[For Young Writers and Artists Trying to Keep Afloat]
SQUANDERING
It’s the fulfillment of whims,
the robotic gushing of money, of time
spurting out, cascading, vanishing for nothing
as if you will always have enough
of everything—you’re just a programmed
culprit of what you abhor,
a modified spigot that won’t turn off,
trained by Madmen to want
what you’ve never thought of
even once before, enticed by design, by the chic
war for your psyche, prying you apart
with machines of art you can’t resist
like hiking your arm at a Nuremberg rally
and all to be like the mere actors
who sell you the goods, praising detergents,
magic sweepers as if they were sightings
of the Virgin sparkling in the dungeon
of sponges and cleaners under the sink.
The opposite, wasting not, adds time to things
and makes them smoother, softer,
more and more reliable. Of course
things break down, succumb
to their weakest parts.
But that takes a lot of meantimes.
When they’re gone, though,
that’s all there is, there isn’t any more.
Use what you can
till you can’t. Time likes that.
TEMPTING FATE
Living a free fall, high wire life,
rock face climbing without a rope,
one failure the only failure, living like that,
without any help from yourself, is suicide
by optimism. Great work is a lifetime thing.

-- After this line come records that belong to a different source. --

#![allow(deprecated)]

use assert_cmd::cargo::cargo_bin;
use assert_cmd::Command;
use predicates::prelude::*;
use std::fs;
use tempfile::TempDir;

/// `assist` pointed at a private data directory, isolated from the user's
/// environment.
fn assist(data: &TempDir) -> Command {
    let mut cmd = Command::new(cargo_bin("assist"));
    cmd.env_remove("ASSIST_DATA_DIR")
        .env_remove("ASSIST_LOG")
        .env("NO_COLOR", "1")
        .arg("--data")
        .arg(data.path());
    cmd
}

#[test]
fn task_workflow() {
    let data = TempDir::new().unwrap();

    assist(&data)
        .args(["task", "add", "water plants", "-p", "1"])
        .assert()
        .success();
    assist(&data)
        .args(["task", "add", "file taxes", "-p", "3"])
        .assert()
        .success();

    assist(&data)
        .args(["task", "list"])
        .assert()
        .success()
        .stdout(predicate::str::is_match(r"1\. \[ \] !!! +file taxes").unwrap())
        .stdout(predicate::str::is_match(r"2\. \[ \] ! +water plants").unwrap());

    assist(&data).args(["task", "done", "1"]).assert().success();

    assist(&data)
        .args(["task", "list", "--pending"])
        .assert()
        .success()
        .stdout(predicate::str::contains("water plants"))
        .stdout(predicate::str::contains("file taxes").not());

    let file = fs::read_to_string(data.path().join("todo_list.txt")).unwrap();
    assert!(file.contains("file taxes,3,true,"));
}

#[test]
fn invalid_health_record_fails_with_message() {
    let data = TempDir::new().unwrap();
    assist(&data)
        .args(["health", "add", "--bp-high", "80", "--bp-low", "120"])
        .assert()
        .failure()
        .code(1)
        .stderr(predicate::str::contains("Error:"));
    assert!(!data.path().join("health_records.txt").exists());
}

#[test]
fn health_round_trip_through_files() {
    let data = TempDir::new().unwrap();
    assist(&data)
        .args(["health", "add", "--date", "2024-03-01", "--weight", "70.5"])
        .assert()
        .success();

    assist(&data)
        .args(["health", "list"])
        .assert()
        .success()
        .stdout(predicate::str::contains("2024-03-01  70.5 kg"));
}

#[test]
fn life_search_with_blank_keywords_finds_nothing() {
    let data = TempDir::new().unwrap();
    assist(&data)
        .args(["life", "add", "hike", "--content", "up the hill", "--mood", "Happy"])
        .assert()
        .success();

    let output = assist(&data)
        .args(["-o", "json", "life", "search", "--title", " "])
        .output()
        .unwrap();
    assert!(output.status.success());
    let result: serde_json::Value = serde_json::from_slice(&output.stdout).unwrap();
    assert_eq!(result["listed"].as_array().unwrap().len(), 0);

    assist(&data)
        .args(["life", "search", "--mood", "happy"])
        .assert()
        .success()
        .stdout(predicate::str::contains("hike"));
}

#[test]
fn deleting_by_position_renumbers() {
    let data = TempDir::new().unwrap();
    for title in ["one", "two", "three"] {
        assist(&data).args(["life", "add", title]).assert().success();
    }
    assist(&data).args(["life", "delete", "2"]).assert().success();

    let output = assist(&data)
        .args(["life", "list", "-o", "json"])
        .output()
        .unwrap();
    let result: serde_json::Value = serde_json::from_slice(&output.stdout).unwrap();
    let listed = result["listed"].as_array().unwrap();
    assert_eq!(listed.len(), 2);
    assert_eq!(listed[0]["record"]["title"], "one");
    assert_eq!(listed[1]["position"], 2);
    assert_eq!(listed[1]["record"]["title"], "three");
}

#[test]
fn payments_are_categorized_and_compared() {
    let data = TempDir::new().unwrap();
    assist(&data)
        .args([
            "pay", "add", "100", "expense", "--at", "2024-04-10", "--note", "lunch delivery",
        ])
        .assert()
        .success();

    assist(&data)
        .args(["pay", "list"])
        .assert()
        .success()
        .stdout(predicate::str::contains("Dining"))
        .stdout(predicate::str::contains("-100.00"));

    let output = assist(&data)
        .args(["-o", "json", "pay", "compare", "month", "--month", "2024-05"])
        .output()
        .unwrap();
    let comparison: serde_json::Value = serde_json::from_slice(&output.stdout).unwrap();
    assert_eq!(comparison["expense_change"]["percent"], -100.0);
    assert_eq!(comparison["expense_change"]["trend"], "decrease");

    assist(&data)
        .args(["pay", "insights", "--month", "2024-05"])
        .assert()
        .success()
        .stdout(predicate::str::contains("Keep it up"));
}

#[test]
fn unknown_position_is_an_error() {
    let data = TempDir::new().unwrap();
    assist(&data)
        .args(["task", "done", "4"])
        .assert()
        .failure()
        .stderr(predicate::str::contains("Error:"));
}

#[test]
fn config_template_needs_no_data() {
    let data = TempDir::new().unwrap();
    assist(&data)
        .args(["config", "template"])
        .assert()
        .success()
        .stdout(predicate::str::contains("category_rules"));
}

#[test]
fn config_path_lists_every_file() {
    let data = TempDir::new().unwrap();
    assist(&data)
        .args(["config", "path"])
        .assert()
        .success()
        .stdout(predicate::str::contains("todo_list.txt"))
        .stdout(predicate::str::contains("payment_records.txt"));
}
use super::periods::{category_totals, Change, Month};
use crate::model::{Payment, PaymentKind};
use serde::Serialize;

/// Share of the month's expenses above which a category earns a suggestion.
pub const DOMINANT_SHARE: f64 = 50.0;

#[derive(Debug, Clone, PartialEq, Serialize)]
pub struct TopCategory {
    pub category: String,
    pub total: f64,
    /// Percent of the month's expenses.
    pub share: f64,
}

#[derive(Debug, Clone, PartialEq, Serialize)]
pub struct Insights {
    pub month: Month,
    pub expense: f64,
    pub previous_expense: f64,
    pub top_category: Option<TopCategory>,
    /// Expense change against the previous month.
    pub trend: Option<Change>,
    /// Set when the top category exceeds half of the month's expenses.
    pub suggestion: Option<TopCategory>,
}

pub fn insights(payments: &[Payment], month: Month) -> Insights {
    let previous_month = month.prev();
    let expenses_in = |m: Month| {
        payments
            .iter()
            .filter(move |p| p.kind == PaymentKind::Expense && m.contains(p.at.date()))
    };

    let expense: f64 = expenses_in(month).map(|p| p.amount).sum();
    let previous_expense: f64 = expenses_in(previous_month).map(|p| p.amount).sum();

    // Strictly greater, so the alphabetically first category wins a tie.
    let top_category = category_totals(expenses_in(month))
        .into_iter()
        .fold(None::<TopCategory>, |best, t| match best {
            Some(b) if b.total >= t.total => Some(b),
            _ => Some(TopCategory {
                share: if expense > 0.0 { t.total / expense * 100.0 } else { 0.0 },
                category: t.category,
                total: t.total,
            }),
        });

    let suggestion = top_category
        .as_ref()
        .filter(|top| top.share > DOMINANT_SHARE)
        .cloned();

    Insights {
        month,
        expense,
        previous_expense,
        trend: Change::between(previous_expense, expense),
        top_category,
        suggestion,
    }
}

It’s not a Russian roulette of success
with only one chamber empty.
Daredevil living dooms to the void
the work that would keep unfolding
as long as you’re there
to receive it. This requires no
James Bond technology, no machine guns
from tail pipes, catapult seats.
Piggy banks would do just fine.
Do what the work demands, of course.
But don’t let it kill you. This is not
superspy smart, just kid stuff really,
but what agony comes
from being without, running on empty
when you know you have
so much left to be said
and made and understood.
When you’ve saved a lot it seems
you rarely need a drop of it.
When you’ve not, fate takes advantage. But don’t
save love, or good ideas, or perfect images.
Use them all up.
There’s no rainy day for them.
HOARDING
So well prepared
for the eventualities
of her imagination,
she couldn’t move
out of the way of the real
boulder
crashing down
through the trees.
She’d tried to run, to step aside
but the pounds of toilet paper, canned tuna,
eyebrow pencils, lipsticks, nitroglycerine pills,
videos shored up against disaster
and dips into destitution
tripped her up with every step.
She had so much stuff
she couldn’t budge, homeless
even in her storehouse car.
There was just no way
to see past her preparations
as she drove along the mountain side,
the windshield obscured,
except for a tiny hole,
and no side vision.
Pathologically prepared,
obliteration
by the 18 wheeler
actually took no
preparation at all.
MICROMANAGING
Ordering creates
inspiring space
so what would happen
can happen. Turning mole hills
into sweat shops, though,
simulates flow.
Mock ups are all you get.
Control without grace,
it squeezes particulars
into cramped
spaces of intention. It is
the opposite of trust,
of making humble room
for the ever unforeseen. It jams up
flow with effort — it substitutes
intention for direction,
even for indirection
with a purpose. It limits chances
and crams the urge
of the universe into the limits
of neurosis and history
instead of giving us ways
to ride the unknown into florescence
after florescence. Trust is the greatest
discipline. See what is, go with it, and
when it’s wrong, trust
there’s another way
and that you can find it.
FORCE
Force is not just
for politics by other means.
When you force yourself to be
who you want to be, and you can’t
get there, it’s not unlike being open
to the fatal blow to the ear,
the dagger in the crotch,
the final defeat from false
information. Force must not fail.
When it does, the artful
detonate from frustration.
Try to force art like a paper Narcissus,
try to force what can only
come from the madness of the gods,
and you’ve stood on the toes
of glorious muses. Paper weights
will be your only reward.
Force may win out, but if it does
expect only the very, very
worst to be the achievement.
There’s a secret: clear the desk,
be in the safe garret of your dreams,
smell apple peels in the drawer,
have three inks and four perfect pens
if that’s what it takes, if that’s what opens
and clears the way and allows who you are
to change and relax into your being without
the slightest nudge from your needy intentions.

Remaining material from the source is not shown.